• THE TASK: Output exactly the first line of the listing and each line after it, through the line that contains "value goes away."; add nothing else.

- - -

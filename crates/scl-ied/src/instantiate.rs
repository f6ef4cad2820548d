// crates/scl-ied/src/instantiate.rs

//! Builds the structural edits that bring an instance path into existence, and
//! finds what to remove when a value goes away.

use crate::constants::{ATTR_NAME, CONTAINER_TAGS, TAG_DA_TYPE, TAG_DO, TAG_SDO};
use crate::document::{ChildIndex, Document};
use crate::edit::{EditBatch, EditOp};
use crate::hal::SclError;
use crate::log::my_trace;
use crate::types::{ContainerTag, ElementId, PathStep};

/// Result of [`instantiate_path`].
#[derive(Debug, Clone, PartialEq, Eq)]
pub struct Instantiation {
    /// The deepest container of the path, existing or newly created.
    pub parent: ElementId,
    /// Inserts of the missing containers, outermost first.
    pub edits: EditBatch,
}

/// Container tag used to instantiate a template member.
///
/// `DA`/`BDA` members referencing a `DAType` are structured and become `SDI`;
/// plain attributes become `DAI`.
pub fn step_for_member(
    doc: &Document,
    member: ElementId,
    declaration: Option<ElementId>,
) -> PathStep {
    let tag = match doc.tag(member) {
        TAG_DO => ContainerTag::Doi,
        TAG_SDO => ContainerTag::Sdi,
        _ if declaration.is_some_and(|d| doc.tag(d) == TAG_DA_TYPE) => ContainerTag::Sdi,
        _ => ContainerTag::Dai,
    };
    PathStep::new(doc.attr(member, ATTR_NAME).unwrap_or_default(), tag)
}

/// The container at the end of `path` below `root`, if every step exists.
pub fn find_instance(doc: &Document, root: ElementId, path: &[PathStep]) -> Option<ElementId> {
    path.iter().try_fold(root, |container, step| {
        ChildIndex::build(doc, container, &CONTAINER_TAGS).get(&step.name)
    })
}

/// Walks `path` below `root`, creating detached containers for the missing steps.
///
/// The document is only touched to allocate the new elements; linking them in
/// is left to the returned insert operations.
pub fn instantiate_path(
    doc: &mut Document,
    path: &[PathStep],
    root: ElementId,
) -> Result<Instantiation, SclError> {
    if path.is_empty() {
        return Err(SclError::EmptyPath);
    }

    let mut edits = EditBatch::new();
    let mut current = root;
    let mut created = false;
    for step in path {
        let existing = if created {
            None
        } else {
            ChildIndex::build(doc, current, &CONTAINER_TAGS).get(&step.name)
        };
        current = match existing {
            Some(child) => child,
            None => {
                let node = doc.create_element(step.tag.as_str());
                doc.set_attribute(node, ATTR_NAME, &step.name)?;
                my_trace!("[INST] New {} '{}' below {}", step.tag, step.name, current);
                edits.push(EditOp::Insert {
                    parent: current,
                    node,
                    reference: None,
                });
                created = true;
                node
            }
        };
    }

    Ok(Instantiation {
        parent: current,
        edits,
    })
}

/// The outermost element to remove so that deleting `leaf` leaves no empty
/// containers behind.
///
/// Climbs while the parent is a `DOI`/`SDI`/`DAI` whose only child is the
/// current element. Children of every tag count, so a `DAI` next to an `SDI`
/// keeps its `DOI`.
pub fn find_instance_to_remove(doc: &Document, leaf: ElementId) -> ElementId {
    let mut node = leaf;
    while let Some(parent) = doc.parent(node) {
        if !ContainerTag::is_container(doc.tag(parent)) || doc.children(parent).len() != 1 {
            break;
        }
        node = parent;
    }
    node
}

- - -

• SOLUTION TO THIS TASK:
filename crates/scl-ied/src/instantiate.rs
repository f6ef4cad2820548d
// crates/scl-ied/src/instantiate.rs

//! Builds the structural edits that bring an instance path into existence, and
//! finds what to remove when a value goes away.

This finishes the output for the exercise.